What to work on
Give again, word for word, every line below from the one that has "filename xmpp/src/session.rs" through the one that has "pub struct SessionState: u8", both included, and no others.

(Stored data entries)
------------------------

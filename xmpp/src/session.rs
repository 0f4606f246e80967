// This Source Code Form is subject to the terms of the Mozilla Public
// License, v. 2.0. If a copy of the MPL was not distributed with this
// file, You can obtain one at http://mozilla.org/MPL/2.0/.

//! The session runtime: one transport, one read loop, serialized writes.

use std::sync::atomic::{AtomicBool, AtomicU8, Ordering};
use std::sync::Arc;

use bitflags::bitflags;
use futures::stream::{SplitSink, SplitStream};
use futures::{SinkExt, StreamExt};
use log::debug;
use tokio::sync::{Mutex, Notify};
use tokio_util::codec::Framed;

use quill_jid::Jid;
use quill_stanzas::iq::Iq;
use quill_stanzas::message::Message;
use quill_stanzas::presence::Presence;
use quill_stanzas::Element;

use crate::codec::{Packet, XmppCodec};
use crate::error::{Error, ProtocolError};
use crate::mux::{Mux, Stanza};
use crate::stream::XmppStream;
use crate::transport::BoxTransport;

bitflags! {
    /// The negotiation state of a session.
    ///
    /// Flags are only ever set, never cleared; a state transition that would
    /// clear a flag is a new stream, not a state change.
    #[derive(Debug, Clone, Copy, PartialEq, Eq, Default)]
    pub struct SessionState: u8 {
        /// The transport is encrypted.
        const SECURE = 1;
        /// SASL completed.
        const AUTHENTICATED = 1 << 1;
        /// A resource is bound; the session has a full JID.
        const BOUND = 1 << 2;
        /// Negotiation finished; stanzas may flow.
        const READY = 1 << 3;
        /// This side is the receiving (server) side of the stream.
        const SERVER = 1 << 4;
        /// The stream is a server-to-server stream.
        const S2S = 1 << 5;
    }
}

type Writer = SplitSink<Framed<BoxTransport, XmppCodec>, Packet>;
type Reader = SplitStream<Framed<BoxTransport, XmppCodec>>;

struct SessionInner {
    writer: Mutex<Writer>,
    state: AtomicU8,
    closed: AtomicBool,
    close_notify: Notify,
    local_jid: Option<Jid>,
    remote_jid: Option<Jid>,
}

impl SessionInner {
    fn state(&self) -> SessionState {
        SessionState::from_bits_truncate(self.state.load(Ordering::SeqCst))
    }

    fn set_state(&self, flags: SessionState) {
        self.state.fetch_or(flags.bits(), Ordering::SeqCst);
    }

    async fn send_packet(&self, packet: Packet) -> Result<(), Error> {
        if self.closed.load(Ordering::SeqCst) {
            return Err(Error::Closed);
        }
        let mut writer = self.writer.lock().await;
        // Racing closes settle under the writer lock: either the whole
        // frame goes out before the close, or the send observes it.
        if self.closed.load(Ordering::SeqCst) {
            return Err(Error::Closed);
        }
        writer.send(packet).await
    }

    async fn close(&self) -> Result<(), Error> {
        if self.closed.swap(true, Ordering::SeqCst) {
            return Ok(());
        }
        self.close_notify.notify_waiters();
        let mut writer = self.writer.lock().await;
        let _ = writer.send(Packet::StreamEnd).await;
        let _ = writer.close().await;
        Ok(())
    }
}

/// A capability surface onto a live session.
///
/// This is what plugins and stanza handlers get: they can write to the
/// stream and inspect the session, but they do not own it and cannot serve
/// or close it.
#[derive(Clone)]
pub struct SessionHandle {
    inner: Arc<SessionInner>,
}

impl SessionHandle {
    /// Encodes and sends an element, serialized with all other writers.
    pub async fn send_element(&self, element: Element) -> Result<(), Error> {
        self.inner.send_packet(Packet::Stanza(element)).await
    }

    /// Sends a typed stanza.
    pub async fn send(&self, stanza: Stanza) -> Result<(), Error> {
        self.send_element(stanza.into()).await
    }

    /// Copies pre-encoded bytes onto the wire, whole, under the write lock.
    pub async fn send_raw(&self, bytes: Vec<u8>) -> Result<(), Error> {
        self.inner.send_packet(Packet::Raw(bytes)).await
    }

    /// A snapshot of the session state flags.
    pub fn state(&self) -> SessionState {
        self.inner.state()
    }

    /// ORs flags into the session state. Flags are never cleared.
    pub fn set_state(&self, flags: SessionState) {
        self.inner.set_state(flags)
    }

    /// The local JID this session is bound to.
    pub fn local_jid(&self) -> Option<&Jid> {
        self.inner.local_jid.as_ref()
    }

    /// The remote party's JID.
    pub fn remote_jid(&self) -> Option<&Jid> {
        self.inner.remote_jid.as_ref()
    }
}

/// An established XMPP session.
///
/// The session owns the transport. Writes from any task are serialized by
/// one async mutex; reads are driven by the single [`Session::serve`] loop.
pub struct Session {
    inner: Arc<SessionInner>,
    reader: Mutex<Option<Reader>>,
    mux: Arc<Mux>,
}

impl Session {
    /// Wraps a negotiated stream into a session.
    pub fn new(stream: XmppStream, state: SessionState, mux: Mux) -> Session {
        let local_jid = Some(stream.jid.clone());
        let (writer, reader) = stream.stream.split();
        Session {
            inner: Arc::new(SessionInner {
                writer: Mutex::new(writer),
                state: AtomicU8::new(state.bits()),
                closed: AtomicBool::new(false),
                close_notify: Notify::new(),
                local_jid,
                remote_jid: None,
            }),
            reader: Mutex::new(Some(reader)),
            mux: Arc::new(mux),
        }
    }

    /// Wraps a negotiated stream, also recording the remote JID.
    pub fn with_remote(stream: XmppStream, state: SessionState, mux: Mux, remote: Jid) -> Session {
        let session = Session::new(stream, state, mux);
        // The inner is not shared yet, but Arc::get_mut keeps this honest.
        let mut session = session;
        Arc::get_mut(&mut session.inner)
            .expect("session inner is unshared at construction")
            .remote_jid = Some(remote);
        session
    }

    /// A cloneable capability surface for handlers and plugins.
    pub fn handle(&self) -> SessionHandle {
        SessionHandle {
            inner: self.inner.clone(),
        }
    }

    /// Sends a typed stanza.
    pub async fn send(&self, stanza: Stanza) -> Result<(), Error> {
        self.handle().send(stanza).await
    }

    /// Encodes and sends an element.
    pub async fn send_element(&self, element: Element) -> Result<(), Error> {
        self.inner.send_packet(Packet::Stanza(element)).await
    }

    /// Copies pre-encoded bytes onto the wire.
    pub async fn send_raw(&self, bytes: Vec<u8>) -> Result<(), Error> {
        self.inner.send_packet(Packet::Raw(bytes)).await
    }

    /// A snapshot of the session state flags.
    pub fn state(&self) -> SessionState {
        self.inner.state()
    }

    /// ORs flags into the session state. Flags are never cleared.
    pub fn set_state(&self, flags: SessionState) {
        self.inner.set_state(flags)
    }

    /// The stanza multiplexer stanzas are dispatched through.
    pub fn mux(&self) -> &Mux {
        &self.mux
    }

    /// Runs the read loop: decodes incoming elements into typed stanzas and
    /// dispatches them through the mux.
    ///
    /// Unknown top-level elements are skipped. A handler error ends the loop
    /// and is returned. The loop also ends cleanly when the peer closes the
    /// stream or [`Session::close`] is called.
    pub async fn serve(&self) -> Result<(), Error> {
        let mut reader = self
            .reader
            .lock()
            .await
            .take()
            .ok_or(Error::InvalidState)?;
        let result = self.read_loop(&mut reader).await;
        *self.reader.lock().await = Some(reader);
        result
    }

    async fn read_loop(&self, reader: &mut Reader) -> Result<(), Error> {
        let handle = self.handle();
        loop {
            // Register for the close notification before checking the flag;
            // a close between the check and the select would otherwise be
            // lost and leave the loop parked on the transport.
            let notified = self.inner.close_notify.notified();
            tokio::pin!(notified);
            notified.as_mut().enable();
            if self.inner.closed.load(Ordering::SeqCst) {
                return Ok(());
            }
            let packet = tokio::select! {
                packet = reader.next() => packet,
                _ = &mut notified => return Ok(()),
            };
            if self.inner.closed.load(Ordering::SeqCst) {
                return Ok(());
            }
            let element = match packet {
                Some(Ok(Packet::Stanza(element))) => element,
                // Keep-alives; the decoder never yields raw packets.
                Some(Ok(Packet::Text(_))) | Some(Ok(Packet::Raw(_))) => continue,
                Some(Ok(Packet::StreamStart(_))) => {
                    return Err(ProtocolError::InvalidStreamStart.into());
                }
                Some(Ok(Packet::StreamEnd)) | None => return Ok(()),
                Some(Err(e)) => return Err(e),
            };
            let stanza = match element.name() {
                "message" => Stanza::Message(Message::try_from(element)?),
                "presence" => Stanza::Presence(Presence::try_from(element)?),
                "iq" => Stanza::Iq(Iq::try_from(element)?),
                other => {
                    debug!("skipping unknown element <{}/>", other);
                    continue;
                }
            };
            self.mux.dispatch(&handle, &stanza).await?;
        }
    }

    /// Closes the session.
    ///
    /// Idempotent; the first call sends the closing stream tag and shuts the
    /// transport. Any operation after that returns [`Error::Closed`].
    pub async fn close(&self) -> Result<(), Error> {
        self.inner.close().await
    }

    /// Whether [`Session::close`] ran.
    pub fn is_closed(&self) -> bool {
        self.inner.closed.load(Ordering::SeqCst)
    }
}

------------------------

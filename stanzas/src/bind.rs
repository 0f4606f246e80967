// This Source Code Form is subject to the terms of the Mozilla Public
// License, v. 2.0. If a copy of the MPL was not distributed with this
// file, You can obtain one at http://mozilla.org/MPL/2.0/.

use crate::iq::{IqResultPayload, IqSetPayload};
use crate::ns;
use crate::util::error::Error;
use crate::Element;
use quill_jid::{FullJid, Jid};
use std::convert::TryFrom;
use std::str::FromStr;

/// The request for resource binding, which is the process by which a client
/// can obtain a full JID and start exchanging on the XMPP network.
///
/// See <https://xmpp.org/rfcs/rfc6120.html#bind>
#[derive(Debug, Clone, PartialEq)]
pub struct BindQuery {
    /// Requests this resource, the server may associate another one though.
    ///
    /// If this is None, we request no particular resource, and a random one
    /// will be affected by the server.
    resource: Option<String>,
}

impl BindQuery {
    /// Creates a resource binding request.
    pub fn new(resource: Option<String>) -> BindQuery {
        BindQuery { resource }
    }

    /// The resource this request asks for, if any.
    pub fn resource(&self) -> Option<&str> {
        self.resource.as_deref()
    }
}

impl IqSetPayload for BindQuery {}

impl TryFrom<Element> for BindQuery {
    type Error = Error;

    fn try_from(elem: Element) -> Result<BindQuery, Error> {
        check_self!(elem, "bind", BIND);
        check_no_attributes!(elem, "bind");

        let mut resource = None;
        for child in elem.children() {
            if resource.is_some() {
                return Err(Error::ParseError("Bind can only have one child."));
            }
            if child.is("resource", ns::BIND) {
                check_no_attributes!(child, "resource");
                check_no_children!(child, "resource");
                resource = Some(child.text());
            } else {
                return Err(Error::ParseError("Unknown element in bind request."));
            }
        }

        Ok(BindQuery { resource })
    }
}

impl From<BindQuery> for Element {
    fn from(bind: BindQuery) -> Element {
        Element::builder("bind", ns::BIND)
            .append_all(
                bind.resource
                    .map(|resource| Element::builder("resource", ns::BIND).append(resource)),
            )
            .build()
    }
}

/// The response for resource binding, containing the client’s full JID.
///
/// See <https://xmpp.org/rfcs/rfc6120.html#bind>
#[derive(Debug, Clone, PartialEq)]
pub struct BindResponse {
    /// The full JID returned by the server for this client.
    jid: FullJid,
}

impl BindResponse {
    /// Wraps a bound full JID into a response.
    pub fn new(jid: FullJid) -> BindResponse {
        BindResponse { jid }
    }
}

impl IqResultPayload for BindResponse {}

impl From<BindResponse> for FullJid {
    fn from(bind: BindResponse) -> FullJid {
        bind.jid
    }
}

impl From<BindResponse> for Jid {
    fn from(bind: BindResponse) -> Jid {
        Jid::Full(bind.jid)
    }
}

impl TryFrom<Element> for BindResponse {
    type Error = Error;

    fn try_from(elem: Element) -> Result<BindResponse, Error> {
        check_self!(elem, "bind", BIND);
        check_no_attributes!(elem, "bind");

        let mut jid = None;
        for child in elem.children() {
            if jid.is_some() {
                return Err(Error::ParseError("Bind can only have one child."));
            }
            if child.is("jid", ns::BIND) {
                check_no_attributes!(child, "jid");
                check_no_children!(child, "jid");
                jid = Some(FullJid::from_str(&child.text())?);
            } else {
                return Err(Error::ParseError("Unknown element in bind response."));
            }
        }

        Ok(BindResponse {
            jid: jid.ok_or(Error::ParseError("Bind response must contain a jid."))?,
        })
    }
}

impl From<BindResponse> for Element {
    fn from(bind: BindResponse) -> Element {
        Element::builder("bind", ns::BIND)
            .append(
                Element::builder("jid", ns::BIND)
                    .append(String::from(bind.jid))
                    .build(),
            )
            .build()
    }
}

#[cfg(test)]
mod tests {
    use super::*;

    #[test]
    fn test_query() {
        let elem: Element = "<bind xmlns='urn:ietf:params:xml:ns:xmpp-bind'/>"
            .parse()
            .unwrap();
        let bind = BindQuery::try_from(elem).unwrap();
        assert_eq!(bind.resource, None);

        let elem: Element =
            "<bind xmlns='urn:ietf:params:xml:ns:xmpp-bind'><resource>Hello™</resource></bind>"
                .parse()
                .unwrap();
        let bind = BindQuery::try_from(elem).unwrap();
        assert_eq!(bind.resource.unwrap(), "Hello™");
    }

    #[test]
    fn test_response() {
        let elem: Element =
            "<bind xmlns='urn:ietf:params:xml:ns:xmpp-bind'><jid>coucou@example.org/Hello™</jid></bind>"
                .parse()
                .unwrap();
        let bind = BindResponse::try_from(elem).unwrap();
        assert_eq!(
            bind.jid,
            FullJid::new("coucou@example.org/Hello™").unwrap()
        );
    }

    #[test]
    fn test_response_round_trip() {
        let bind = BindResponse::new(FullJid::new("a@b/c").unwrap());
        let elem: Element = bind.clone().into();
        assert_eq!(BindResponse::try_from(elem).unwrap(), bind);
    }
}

------------------------

Written reply
filename xmpp/src/session.rs
repository 0f4606f246e80967
// This Source Code Form is subject to the terms of the Mozilla Public
// License, v. 2.0. If a copy of the MPL was not distributed with this
// file, You can obtain one at http://mozilla.org/MPL/2.0/.

//! The session runtime: one transport, one read loop, serialized writes.

use std::sync::atomic::{AtomicBool, AtomicU8, Ordering};
use std::sync::Arc;

use bitflags::bitflags;
use futures::stream::{SplitSink, SplitStream};
use futures::{SinkExt, StreamExt};
use log::debug;
use tokio::sync::{Mutex, Notify};
use tokio_util::codec::Framed;

use quill_jid::Jid;
use quill_stanzas::iq::Iq;
use quill_stanzas::message::Message;
use quill_stanzas::presence::Presence;
use quill_stanzas::Element;

use crate::codec::{Packet, XmppCodec};
use crate::error::{Error, ProtocolError};
use crate::mux::{Mux, Stanza};
use crate::stream::XmppStream;
use crate::transport::BoxTransport;

bitflags! {
    /// The negotiation state of a session.
    ///
    /// Flags are only ever set, never cleared; a state transition that would
    /// clear a flag is a new stream, not a state change.
    #[derive(Debug, Clone, Copy, PartialEq, Eq, Default)]
    pub struct SessionState: u8 {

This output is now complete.